On August 14, DL Group held a board meeting and decided to provide financial support of 150 billion won to Yeochun NCC, a petrochemical joint venture in a liquidity crisis, similar to Hanwha Group’s earlier decision. This move has temporarily alleviated the threat of bankruptcy for Yeochun NCC, but the conflict between the major shareholders, Hanwha Group and DL Group, remains an issue to watch.
DL Chemical convened an emergency board meeting on this day to discuss a funding proposal for its subsidiary, Yeochun NCC. Previously, on the 11th, DL Chemical had resolved to raise 200 billion won through a rights offering to support this funding. At that time, DL Group emphasized its commitment to responsible management as a major shareholder of Yeochun NCC and its efforts to restore the company to normal operations.
Yeochun NCC, a joint venture equally owned by DL Chemical and Hanwha Solutions, has taken a step back from the brink of bankruptcy due to DL’s decision. By the end of this month, Yeochun NCC needed to secure 180 billion won and an additional 310 billion won by the year’s end. With Hanwha Solutions deciding to lend 150 billion won at the end of July, followed by DL’s matching support, the necessary liquidity for the year has been successfully secured.

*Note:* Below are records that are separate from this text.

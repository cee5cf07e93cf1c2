//! Background job status and manual runs

use axum::{
    extract::{Path, State},
    response::Json,
    routing::{get, post},
    Router,
};
use serde_json::{json, Value};
use std::sync::Arc;

use crate::error::ApiResult;
use crate::jobs::{self, scheduler::JobExecutionLog};
use crate::AppState;

pub fn job_routes() -> Router<Arc<AppState>> {
    Router::new()
        .route("/jobs/executions", get(list_executions))
        .route("/jobs/:name/run", post(run_job))
}

async fn list_executions(State(state): State<Arc<AppState>>) -> Json<Vec<JobExecutionLog>> {
    Json(state.job_logs.recent().await)
}

async fn run_job(
    State(state): State<Arc<AppState>>,
    Path(name): Path<String>,
) -> ApiResult<Json<Value>> {
    let result = jobs::run_job_now(state.db_pool.clone(), &state.config, &state.job_logs, &name).await?;
    Ok(Json(json!({ "success": true, "job": name, "result": result })))
}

With the funding support confirmed, whether the conflict between the two shareholders can be resolved is crucial. Hanwha has advocated for the provision of new funds and prioritized financial structure improvements through phased reductions. In contrast, DL has emphasized the need for long-term solutions such as raising ethylene prices.
Yeochun NCC, established in 1999 as a joint venture by Hanwha Group and DL Group, is co-owned by Hanwha Solutions and DL Chemical holding 50% of the shares each. Despite being the third largest domestic producer of ethylene (a basic raw material in petrochemicals obtained by refining crude oil and natural gas), Yeochun NCC has faced deficits for three consecutive years since 2022, impacted by an oversupply from China.